June 14, 2025

The Trinity

The Trinity

Trinity Sunday 15 June 2025
Readings: Proverbs 8.1-4, 22-31; Romans 5.1-5; John 16.12-15
Theme: It’s Trinity Sunday, Stupid!

Have you heard the one about…..?

I don’t know about you, but I am pretty hopeless at telling jokes. I much prefer situational humour; the type which emerges in a context and unfolds the funny side of it. God, as Trinity, is very much a situational comic, a co(s)mic-story teller in three voices completely harmonized as One. The context within which God reveals Godself as Father, Son and Holy Spirit is co(s)mic history. This is the theatre upon which the unfolding story of God is told. It is a context which has emerged over 13.8 billion years, with the ‘Johnny-come-lately’ of human beings emerging sometime less than one-million years ago.

This story of God is recounted in our first reading today from the Book of Proverbs. This is an ancient part of biblical literature whose objective is to stop us being so stupid, which is easier said than done, as I am sure we all aware from our personal experience. The thing about being stupid is that it occurs when we lack wisdom. We may know a lot of things, but that is not wisdom. Wisdom is not knowing a lot, but loving a lot. We need to love to be wise and being a loving person requires us to know God.
Knowing God is loving, because God is love. But you can only love, when you know who God is. This is why God reveals Godself to us throughout co(s)mic history, because only in coming to love God can we be wise and stop being stupid. We are stupid, of course, because like much of the rest of the cosmos we are but ‘dust and unto dust we shall return’.

Dust is not very intelligent! By nature, we are stupid because we are but dust. Only through the grace of God can the dust that we are be raised up to wisdom. Through the creative breath of the Holy Spirit, we are created out of dust in the image and likeness of the Son of God to the glory of God the Father. But knowing our nature to be dust teaches us an important lesson. Our sense of self-importance is misplaced, even though it acts as a powerful force in human experience. This is why coming to know God as Father, Son and Holy Spirit is akin to getting a joke in a particular situation. Only when you are involved in the situation do you understand it. Nobody can really explain this to you as you need to get the joke for yourself. There really is no fun in having a joke explained to you, is there? But once we get the joke, the illness of our self-importance is ‘treated’, though it never fully heals this side of the grave. We now know that we are part of the joke and the purpose of the joke is to liberate us from addiction to our self-importance through realizing that we play a role in God’s co(s)mic story. The role that we play in God’s unfolding story of creating us out of dust to the glory of God the Father, is to get the joke. Ha Ha!!

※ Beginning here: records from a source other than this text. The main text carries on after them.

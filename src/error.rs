use std::fmt;

/// Error types for inventory source injection
#[derive(Debug)]
pub enum InjectError {
    /// A source field, option, or credential input failed validation
    SchemaViolation { field: String, reason: String },

    /// Source kind requires a linked credential and none was given
    MissingCredential(String),

    /// Plugin artifacts requested from a source kind without plugin support
    UnsupportedMode(String),

    /// Failed to materialize the private data directory
    DirectoryConstruction(String),

    /// Definition file parsing error
    ConfigParse(String),

    /// General I/O error
    Io(std::io::Error),

    /// Serialization error
    Serialization(String),
}

impl fmt::Display for InjectError {
    fn fmt(&self, f: &mut fmt::Formatter<'_>) -> fmt::Result {
        match self {
            InjectError::SchemaViolation { field, reason } => {
                write!(f, "Schema violation for '{}': {}", field, reason)
            }
            InjectError::MissingCredential(kind) => {
                write!(f, "Source kind '{}' requires a linked credential", kind)
            }
            InjectError::UnsupportedMode(kind) => {
                write!(f, "Source kind '{}' does not support plugin mode", kind)
            }
            InjectError::DirectoryConstruction(msg) => {
                write!(f, "Failed to construct private data directory: {}", msg)
            }
            InjectError::ConfigParse(msg) => {
                write!(f, "Failed to parse definition: {}", msg)
            }
            InjectError::Io(err) => {
                write!(f, "I/O error: {}", err)
            }
            InjectError::Serialization(msg) => {
                write!(f, "Serialization error: {}", msg)
            }
        }
    }
}

impl std::error::Error for InjectError {
    fn source(&self) -> Option<&(dyn std::error::Error + 'static)> {
        match self {
            InjectError::Io(err) => Some(err),
            _ => None,
        }
    }
}

impl From<std::io::Error> for InjectError {
    fn from(err: std::io::Error) -> Self {
        InjectError::Io(err)
    }
}

impl From<serde_yaml::Error> for InjectError {
    fn from(err: serde_yaml::Error) -> Self {
        InjectError::ConfigParse(err.to_string())
    }
}

impl From<serde_json::Error> for InjectError {
    fn from(err: serde_json::Error) -> Self {
        InjectError::Serialization(err.to_string())
    }
}

impl InjectError {
    /// Shorthand for a schema violation on a named field.
    pub fn schema(field: impl Into<String>, reason: impl Into<String>) -> Self {
        InjectError::SchemaViolation {
            field: field.into(),
            reason: reason.into(),
        }
    }
}

/// Result type for injection operations
pub type InjectResult<T> = Result<T, InjectError>;
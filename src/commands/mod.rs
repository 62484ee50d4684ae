pub mod prepare;
pub mod providers;
pub mod run;

pub use prepare::PrepareCommand;
pub use providers::ProvidersCommand;
pub use run::RunCommand;

use std::path::{Path, PathBuf};

use anyhow::{Context, Result};

use crate::credential::Credential;
use crate::source::SourceDefinition;
use crate::update::{InventoryUpdate, ModePolicy, UpdateOpts};

/// Arguments shared by the commands that build an update from files.
pub struct UpdateParams<'a> {
    pub source: &'a Path,
    pub credential: Option<&'a Path>,
    pub mode: &'a str,
    pub scripts_dir: Option<&'a Path>,
    pub update_id: u64,
    pub source_id: u64,
    pub license_type: &'a str,
}

/// Loads the source and credential files and assembles an update.
pub(crate) fn load_update(params: &UpdateParams) -> Result<InventoryUpdate> {
    let source = SourceDefinition::from_file(params.source).with_context(|| {
        format!(
            "Failed to load source definition from '{}'",
            params.source.display()
        )
    })?;

    let credential = match params.credential {
        Some(path) => Some(Credential::from_file(path).with_context(|| {
            format!("Failed to load credential from '{}'", path.display())
        })?),
        None => None,
    };

    let policy = ModePolicy::parse(params.mode).with_context(|| {
        format!(
            "'{}' is not a valid mode, expected one of: auto, script, plugin",
            params.mode
        )
    })?;

    Ok(InventoryUpdate {
        id: params.update_id,
        source_id: params.source_id,
        source,
        credential,
        opts: UpdateOpts {
            policy,
            scripts_dir: params.scripts_dir.map(PathBuf::from),
            license_type: params.license_type.to_string(),
        },
    })
}
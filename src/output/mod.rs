//! Styled terminal output for invrun
//!
//! This module provides the small set of styled print helpers the
//! commands share, so color choices live in one place.

#![allow(dead_code)]

use owo_colors::OwoColorize;

/// Print a success message with a green checkmark
pub fn success(message: &str) {
    // Pastel mint green: RGB(152, 225, 152)
    println!(
        "{} {}",
        "✓".truecolor(152, 225, 152).bold(),
        message.bright_white()
    );
}

/// Print an error message with a red X
pub fn error(message: &str) {
    // Pastel coral/salmon: RGB(255, 160, 160)
    eprintln!(
        "{} {}",
        "✗".truecolor(255, 160, 160).bold(),
        message.bright_white()
    );
}

/// Print a warning message with a yellow warning symbol
pub fn warning(message: &str) {
    // Pastel cream/yellow: RGB(255, 230, 160)
    println!(
        "{} {}",
        "⚠".truecolor(255, 230, 160).bold(),
        message.bright_white()
    );
}

/// Print an info message with a blue info symbol
pub fn info(message: &str) {
    // Pastel sky blue: RGB(160, 200, 255)
    println!(
        "{} {}",
        "ℹ".truecolor(160, 200, 255).bold(),
        message.bright_white()
    );
}

/// Print a section header with a separator line
pub fn section(title: &str) {
    // Pastel lavender: RGB(181, 174, 254)
    println!("\n{}", title.truecolor(181, 174, 254).bold());
    // Brighter grey: RGB(160, 160, 160)
    println!("{}", "─".repeat(50).truecolor(160, 160, 160));
}

/// Print a small section header without separator
pub fn subsection(title: &str) {
    // Softer pastel teal: RGB(120, 180, 195)
    println!("\n{}", title.truecolor(120, 180, 195));
    // Less intense separator - dots in brighter grey: RGB(160, 160, 160)
    println!("{}", "·".repeat(30).truecolor(160, 160, 160));
}

/// Print a key-value pair with styled key and value
pub fn key_value(key: &str, value: &str) {
    // Brighter grey: RGB(160, 160, 160)
    println!(
        "  {} {}",
        format!("{}:", key).truecolor(160, 160, 160),
        value.bright_white()
    );
}

/// Print a dimmed/muted message
pub fn dimmed(message: &str) {
    // Brighter grey: RGB(160, 160, 160)
    println!("{}", message.truecolor(160, 160, 160));
}

/// Print a path with proper styling
pub fn path(path_str: &str) {
    // Softer pastel teal: RGB(120, 180, 195)
    println!("  {}", path_str.truecolor(120, 180, 195));
}

/// Print a blank line for spacing
pub fn blank() {
    println!();
}

/// Print a table header
pub fn table_header(columns: &[&str]) {
    // Softer pastel teal: RGB(120, 180, 195)
    let header = columns
        .iter()
        .map(|c| c.truecolor(120, 180, 195).bold().to_string())
        .collect::<Vec<_>>()
        .join(" │ ");
    println!("  {}", header);
    // Brighter grey: RGB(160, 160, 160)
    println!("  {}", "─".repeat(70).truecolor(160, 160, 160));
}

/// Print a table row
pub fn table_row(values: &[&str]) {
    let row = values
        .iter()
        .map(|v| v.bright_white().to_string())
        .collect::<Vec<_>>()
        .join(" │ ");
    println!("  {}", row);
}
//! Injection engine for cloud inventory source updates.
//!
//! An inventory update takes a source definition (which cloud to ask,
//! which regions, which extra variables) plus an optional credential, and
//! runs `ansible-inventory` against it. Everything the command needs is
//! prepared up front: a per-update private data directory holding config
//! files and secrets, and a fully explicit environment. The pipeline is
//! pure until the directory is materialized, which is what makes the
//! injected content testable against reference fixtures.

pub mod commands;
pub mod credential;
pub mod error;
pub mod inject;
pub mod output;
pub mod rundir;
pub mod runner;
pub mod source;
pub mod update;
pub mod vars;
pub mod verify;
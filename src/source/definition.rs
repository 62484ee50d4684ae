//! User-facing inventory source definitions.

use super::kind::SourceKind;
use crate::error::{InjectError, InjectResult};
use serde::Deserialize;
use std::collections::BTreeMap;
use std::path::Path;

/// An inventory source: a provider kind plus its configuration.
///
/// The typed fields are validated against the kind's field-support table at
/// construction, so an `ec2`-only field never reaches an injector for a kind
/// that cannot honor it. The kind itself is fixed for the life of the value.
#[derive(Debug, Clone)]
pub struct SourceDefinition {
    name: String,
    kind: SourceKind,
    source_vars: BTreeMap<String, serde_json::Value>,
    source_regions: Option<String>,
    instance_filters: Option<String>,
    group_by: Option<String>,
}

/// On-disk shape of a source definition.
#[derive(Deserialize)]
struct SourceFile {
    name: String,
    kind: SourceKind,
    #[serde(default)]
    source_vars: BTreeMap<String, serde_json::Value>,
    #[serde(default)]
    source_regions: Option<String>,
    #[serde(default)]
    instance_filters: Option<String>,
    #[serde(default)]
    group_by: Option<String>,
}

impl SourceDefinition {
    pub fn new(name: impl Into<String>, kind: SourceKind) -> Self {
        Self {
            name: name.into(),
            kind,
            source_vars: BTreeMap::new(),
            source_regions: None,
            instance_filters: None,
            group_by: None,
        }
    }

    /// Replace the free-form source variables.
    pub fn with_vars(mut self, vars: BTreeMap<String, serde_json::Value>) -> Self {
        self.source_vars = vars;
        self
    }

    pub fn with_regions(mut self, regions: &str) -> InjectResult<Self> {
        if !self.kind.field_support().source_regions {
            return Err(InjectError::schema(
                "source_regions",
                format!("not supported by source kind '{}'", self.kind),
            ));
        }
        self.source_regions = Some(regions.to_string());
        Ok(self)
    }

    pub fn with_instance_filters(mut self, filters: &str) -> InjectResult<Self> {
        if !self.kind.field_support().instance_filters {
            return Err(InjectError::schema(
                "instance_filters",
                format!("not supported by source kind '{}'", self.kind),
            ));
        }
        self.instance_filters = Some(filters.to_string());
        Ok(self)
    }

    pub fn with_group_by(mut self, group_by: &str) -> InjectResult<Self> {
        if !self.kind.field_support().group_by {
            return Err(InjectError::schema(
                "group_by",
                format!("not supported by source kind '{}'", self.kind),
            ));
        }
        self.group_by = Some(group_by.to_string());
        Ok(self)
    }

    /// Load and validate a definition from a YAML file.
    pub fn from_file(path: &Path) -> InjectResult<Self> {
        let raw = std::fs::read_to_string(path)?;
        let file: SourceFile = serde_yaml::from_str(&raw)?;

        let mut def = SourceDefinition::new(file.name, file.kind).with_vars(file.source_vars);
        if let Some(regions) = &file.source_regions {
            def = def.with_regions(regions)?;
        }
        if let Some(filters) = &file.instance_filters {
            def = def.with_instance_filters(filters)?;
        }
        if let Some(group_by) = &file.group_by {
            def = def.with_group_by(group_by)?;
        }
        Ok(def)
    }

    pub fn name(&self) -> &str {
        &self.name
    }

    pub fn kind(&self) -> SourceKind {
        self.kind
    }

    pub fn source_vars(&self) -> &BTreeMap<String, serde_json::Value> {
        &self.source_vars
    }

    pub fn source_regions(&self) -> Option<&str> {
        self.source_regions.as_deref()
    }

    pub fn instance_filters(&self) -> Option<&str> {
        self.instance_filters.as_deref()
    }

    pub fn group_by(&self) -> Option<&str> {
        self.group_by.as_deref()
    }
}

#[cfg(test)]
mod tests {
    use super::*;

    #[test]
    fn test_typed_fields_validated_against_kind() {
        let def = SourceDefinition::new("test", SourceKind::Gce);
        let err = def.with_instance_filters("foo").unwrap_err();
        assert!(matches!(err, InjectError::SchemaViolation { .. }));

        let def = SourceDefinition::new("test", SourceKind::Openstack);
        assert!(def.with_regions("nova").is_err());
    }

    #[test]
    fn test_ec2_accepts_all_typed_fields() {
        let def = SourceDefinition::new("test", SourceKind::Ec2)
            .with_regions("us-east-1")
            .unwrap()
            .with_instance_filters("tag:Name=web")
            .unwrap()
            .with_group_by("region")
            .unwrap();
        assert_eq!(def.source_regions(), Some("us-east-1"));
        assert_eq!(def.group_by(), Some("region"));
    }

    #[test]
    fn test_from_file() {
        let dir = tempfile::tempdir().unwrap();
        let path = dir.path().join("source.yaml");
        std::fs::write(
            &path,
            "name: my-ec2\nkind: ec2\nsource_vars:\n  boto_profile: /tmp/profile\nsource_regions: us-east-2\n",
        )
        .unwrap();

        let def = SourceDefinition::from_file(&path).unwrap();
        assert_eq!(def.name(), "my-ec2");
        assert_eq!(def.kind(), SourceKind::Ec2);
        assert_eq!(def.source_regions(), Some("us-east-2"));
        assert_eq!(
            def.source_vars().get("boto_profile"),
            Some(&serde_json::Value::String("/tmp/profile".to_string()))
        );
    }

    #[test]
    fn test_from_file_rejects_unsupported_field() {
        let dir = tempfile::tempdir().unwrap();
        let path = dir.path().join("source.yaml");
        std::fs::write(&path, "name: bad\nkind: gce\ngroup_by: zone\n").unwrap();
        assert!(SourceDefinition::from_file(&path).is_err());
    }

    #[test]
    fn test_from_file_unknown_kind() {
        let dir = tempfile::tempdir().unwrap();
        let path = dir.path().join("source.yaml");
        std::fs::write(&path, "name: bad\nkind: rax\n").unwrap();
        let err = SourceDefinition::from_file(&path).unwrap_err();
        assert!(matches!(err, InjectError::ConfigParse(_)));
    }
}
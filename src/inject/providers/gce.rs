//! Google Compute Engine injector.

use std::collections::BTreeMap;

use super::required_input;
use crate::error::{InjectError, InjectResult};
use crate::inject::{
    BuildContext, EnvValue, ExecutionMode, FileSpec, InjectionResult, Injector, InventoryInput,
    file_token, plugin_file_name, render_yaml, yseq, ystr,
};
use crate::source::SourceKind;
use crate::vars::NormalizedVars;

const PLUGIN_NAME: &str = "google.cloud.gcp_compute";
const CREDENTIALS_LOGICAL: &str = "gce_credentials.json";

/// Service account document in the layout the Google SDKs load.
fn credentials_json(vars: &NormalizedVars) -> InjectResult<String> {
    let mut doc = BTreeMap::new();
    doc.insert("type", "service_account");
    doc.insert("client_email", required_input(vars, "username")?);
    doc.insert("project_id", required_input(vars, "project")?);
    doc.insert("private_key", required_input(vars, "ssh_key_data")?);
    let rendered = serde_json::to_string_pretty(&doc)
        .map_err(|e| InjectError::Serialization(e.to_string()))?;
    Ok(format!("{}\n", rendered))
}

pub struct GceInjector;

impl Injector for GceInjector {
    fn kind(&self) -> SourceKind {
        SourceKind::Gce
    }

    fn plugin_name(&self) -> Option<&'static str> {
        Some(PLUGIN_NAME)
    }

    fn build_script(
        &self,
        vars: &NormalizedVars,
        _ctx: &BuildContext,
    ) -> InjectResult<InjectionResult> {
        let mut result = InjectionResult::new(
            ExecutionMode::Script,
            InventoryInput::Script(self.kind().script_file().to_string()),
        );
        result.add_file(FileSpec::secret_text(CREDENTIALS_LOGICAL, credentials_json(vars)?));
        result.add_env(
            "GCE_CREDENTIALS_FILE_PATH",
            EnvValue::FileRef(CREDENTIALS_LOGICAL.to_string()),
        );
        result.add_env(
            "GCE_EMAIL",
            EnvValue::Literal(required_input(vars, "username")?.to_string()),
        );
        result.add_env(
            "GCE_PROJECT",
            EnvValue::Literal(required_input(vars, "project")?.to_string()),
        );
        // The script treats an empty zone list as "all zones", but the key
        // itself must exist either way.
        result.add_env("GCE_ZONE", EnvValue::Literal(vars.regions_csv()));
        Ok(result)
    }

    fn build_plugin(
        &self,
        vars: &NormalizedVars,
        _ctx: &BuildContext,
    ) -> InjectResult<InjectionResult> {
        let file_name = plugin_file_name(PLUGIN_NAME);
        let mut result = InjectionResult::new(
            ExecutionMode::Plugin,
            InventoryInput::Plugin(file_name.clone()),
        );

        let mut doc: BTreeMap<String, serde_yaml::Value> = BTreeMap::new();
        doc.insert("plugin".to_string(), ystr(PLUGIN_NAME));
        doc.insert("auth_kind".to_string(), ystr("serviceaccount"));
        doc.insert(
            "projects".to_string(),
            yseq(vec![ystr(required_input(vars, "project")?)]),
        );
        doc.insert(
            "service_account_file".to_string(),
            ystr(&file_token(CREDENTIALS_LOGICAL)),
        );
        if !vars.regions().is_empty() {
            let zones = vars.regions().iter().map(|z| ystr(z)).collect();
            doc.insert("zones".to_string(), yseq(zones));
        }

        result.add_file(FileSpec::text(&file_name, render_yaml(&doc)?));
        result.add_file(FileSpec::secret_text(CREDENTIALS_LOGICAL, credentials_json(vars)?));
        result.add_env("GCE_ZONE", EnvValue::Literal(vars.regions_csv()));
        Ok(result)
    }
}
//! Entity module - SeaORM entity definitions for the catalog and ledger
//! tables. Each entity has a Model struct for data and an Entity struct for
//! operations; catalog tables additionally carry the trash-state columns.

pub mod category;
pub mod ingredient;
pub mod product;
pub mod product_ingredient;
pub mod product_tag;
pub mod sale;
pub mod sale_ingredient;
pub mod tag;
pub mod user;

// Re-export specific types to avoid conflicts
pub use category::{Column as CategoryColumn, Entity as Category, Model as CategoryModel};
pub use ingredient::{
    Column as IngredientColumn, Entity as Ingredient, Model as IngredientModel, UnitOfMeasure,
};
pub use product::{Column as ProductColumn, Entity as Product, Model as ProductModel};
pub use product_ingredient::{
    Column as ProductIngredientColumn, Entity as ProductIngredient, Model as ProductIngredientModel,
};
pub use product_tag::{Column as ProductTagColumn, Entity as ProductTag, Model as ProductTagModel};
pub use sale::{Column as SaleColumn, Entity as Sale, Model as SaleModel};
pub use sale_ingredient::{
    Column as SaleIngredientColumn, Entity as SaleIngredient, Model as SaleIngredientModel,
};
pub use tag::{Column as TagColumn, Entity as Tag, Model as TagModel};
pub use user::{Column as UserColumn, Entity as User, Model as UserModel};
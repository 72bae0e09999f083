//! Pastry back-office engine - catalog lifecycle and sale ledger.
//!
//! This crate provides the back-office core for a made-to-order pastry shop:
//! a catalog of categories, tags, ingredients and products with a uniform
//! soft-delete / restore / purge lifecycle, per-product recipes, and an
//! append-only sale ledger that freezes ingredient costs at the moment of
//! each sale.

// Deny the most critical lints that could lead to bugs or security issues
#![deny(
    // Security and correctness
    unsafe_code,
    unsafe_op_in_unsafe_fn,

    // Code quality - things that are almost always bugs
    unreachable_code,
    unreachable_patterns,
    unused_must_use,

    // Documentation - broken links are bugs
    rustdoc::broken_intra_doc_links,
    rustdoc::private_intra_doc_links,
)]
// Warn on things that should be fixed but aren't necessarily bugs
#![warn(
    // Documentation - missing docs should be added gradually
    missing_docs,

    // Clippy categories for overall code quality
    clippy::all,
    clippy::pedantic,
    clippy::nursery,

    // Performance
    clippy::inefficient_to_string,
    clippy::large_types_passed_by_value,
    clippy::needless_pass_by_value,
    clippy::unnecessary_wraps,

    // Correctness
    clippy::clone_on_ref_ptr,
    clippy::dbg_macro,
    clippy::exit,
    clippy::expect_used,
    clippy::float_cmp,
    clippy::panic,
    clippy::todo,
    clippy::unimplemented,
    clippy::unwrap_used,

    // Complexity and readability
    clippy::cognitive_complexity,
    clippy::large_enum_variant,
    clippy::match_same_arms,
    clippy::too_many_lines,

    // Style consistency
    clippy::enum_glob_use,
    clippy::inconsistent_struct_constructor,
    clippy::missing_errors_doc,
    clippy::missing_panics_doc,
    clippy::must_use_candidate,
    clippy::redundant_closure_for_method_calls,
    clippy::semicolon_if_nothing_returned,
    clippy::wildcard_imports,

    // Future compatibility
    future_incompatible,
    rust_2018_idioms,
)]
// Allow some pedantic lints that are too noisy or not applicable
#![allow(
    clippy::module_name_repetitions,  // Common pattern in Rust
    clippy::missing_errors_doc,        // Will add gradually
    clippy::missing_panics_doc,        // Will add gradually
)]

// Note: `missing_docs` is set to `warn` instead of `deny` because:
// 1. Macro-generated code (e.g., `DeriveEntityModel`) doesn't include docs
// 2. We want to gradually add documentation rather than block compilation

/// Configuration management for the database and the seed catalog
pub mod config;
/// Core business logic - catalog lifecycle, recipes, tags and the sale ledger
pub mod core;
/// SeaORM entity definitions for database tables
pub mod entities;
/// Unified error types and result handling
pub mod errors;
/// Idempotent seeding of the starting catalog
pub mod seed;

#[cfg(test)]
pub mod test_utils;
//! Pagination primitives shared by every listing operation.
//!
//! Listings never hand back unbounded vectors; they run through
//! [`fetch_page`] so callers always get the slice plus the totals needed
//! to render a pager.

use crate::errors::Result;
use sea_orm::{PaginatorTrait, prelude::*};

/// One page of query results plus the bookkeeping around it.
#[derive(Debug, Clone, PartialEq, Eq)]
pub struct Page<T> {
    /// Rows on this page
    pub items: Vec<T>,
    /// Zero-based page index that was requested
    pub page: u64,
    /// Page size the slice was cut with
    pub per_page: u64,
    /// Matching rows across all pages
    pub total_items: u64,
    /// Number of pages at this size
    pub total_pages: u64,
}

impl<T> Page<T> {
    /// True when the whole result set is empty.
    #[must_use]
    pub fn is_empty(&self) -> bool {
        self.total_items == 0
    }
}

/// Runs a select as one page. `per_page` is clamped to at least 1; a page
/// index past the end yields an empty `items` with the totals intact.
pub async fn fetch_page<E, C>(
    db: &C,
    select: Select<E>,
    page: u64,
    per_page: u64,
) -> Result<Page<E::Model>>
where
    E: EntityTrait,
    E::Model: Send + Sync,
    C: ConnectionTrait,
{
    let per_page = per_page.max(1);
    let paginator = select.paginate(db, per_page);
    let total_items = paginator.num_items().await?;
    let items = paginator.fetch_page(page).await?;
    let total_pages = total_items.div_ceil(per_page);

    Ok(Page {
        items,
        page,
        per_page,
        total_items,
        total_pages,
    })
}
//! Sale ingredient entity - Frozen ingredient-cost snapshot for one sale.
//!
//! Every column besides the back-references is a point-in-time copy:
//! name, unit label, unit cost, the quantity consumed by the whole sale and
//! the resulting cost. Nothing here is ever updated.

use sea_orm::entity::prelude::*;
use serde::{Deserialize, Serialize};

/// Sale ingredient snapshot database model
#[derive(Clone, Debug, PartialEq, Eq, DeriveEntityModel, Serialize, Deserialize)]
#[sea_orm(table_name = "sale_ingredients")]
pub struct Model {
    /// Unique identifier
    #[sea_orm(primary_key)]
    pub id: i64,
    /// Sale this snapshot belongs to
    pub sale_id: i64,
    /// Ingredient snapshotted, cleared if the ingredient is later purged
    pub ingredient_id: Option<i64>,
    /// Ingredient name frozen at sale time
    pub ingredient_name: String,
    /// Recipe quantity x units sold, frozen at sale time
    pub quantity_used: Decimal,
    /// Cost of one unit of the ingredient frozen at sale time
    pub unit_cost: Decimal,
    /// Unit label frozen at sale time (e.g. `"kilogram"`)
    pub unit_of_measure: String,
    /// `quantity_used` x `unit_cost`, frozen at sale time
    pub total_cost: Decimal,
    /// When the row was created
    pub created_at: DateTimeUtc,
    /// When the row was last modified
    pub updated_at: DateTimeUtc,
}

/// Defines relationships between snapshots and their endpoints
#[derive(Copy, Clone, Debug, EnumIter, DeriveRelation)]
pub enum Relation {
    /// Owning sale; snapshots go away with it
    #[sea_orm(
        belongs_to = "super::sale::Entity",
        from = "Column::SaleId",
        to = "super::sale::Column::Id",
        on_update = "Cascade",
        on_delete = "Cascade"
    )]
    Sale,
    /// Ingredient the snapshot was taken from
    #[sea_orm(
        belongs_to = "super::ingredient::Entity",
        from = "Column::IngredientId",
        to = "super::ingredient::Column::Id",
        on_update = "Cascade",
        on_delete = "SetNull"
    )]
    Ingredient,
}

impl Related<super::sale::Entity> for Entity {
    fn to() -> RelationDef {
        Relation::Sale.def()
    }
}

impl Related<super::ingredient::Entity> for Entity {
    fn to() -> RelationDef {
        Relation::Ingredient.def()
    }
}

impl ActiveModelBehavior for ActiveModel {}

Getting the joke, in biblical terms, is understanding who God is and who we are. God is love and we are dust. How stupid we are! But once we know this, we really do get the joke. We are just like that little toddler stamping their feet on the ground wanting whatever it happens to be at that moment. The way to stop our dysfunctional behaviour is to come to knowledge of God. This is why we have the Bible. The Bible tells us the story of God, so that in receiving its message, we can learn who God is and who we are. Once we know these things, we then know why we exist. Knowing why we exist is the beginning of our vocation story, because knowing that we exist to love God and so to serve one another, allows us to discern how the piece of dust that we are can best love God and serve one another.
Admittedly, this is a lot to take in. As the Gospel for today puts it, ‘I still have many things to say to you, but you cannot bear them now.’ As Christians, the Son of God, Jesus, opens up to us the meaning of the Scriptures, but we have struggled to get the joke. So, the Holy Spirit is working patiently to ‘guide us into all the truth’ which is the ongoing conversation between the Father, the Son and the Holy Spirit about how these people can get the joke! Only God could not be exasperated by the length of time it seems to be taking for us to get the joke. It is just as well God has a sense of humour!

In the name of the Father and of the Son and of the Holy Spirit. Amen.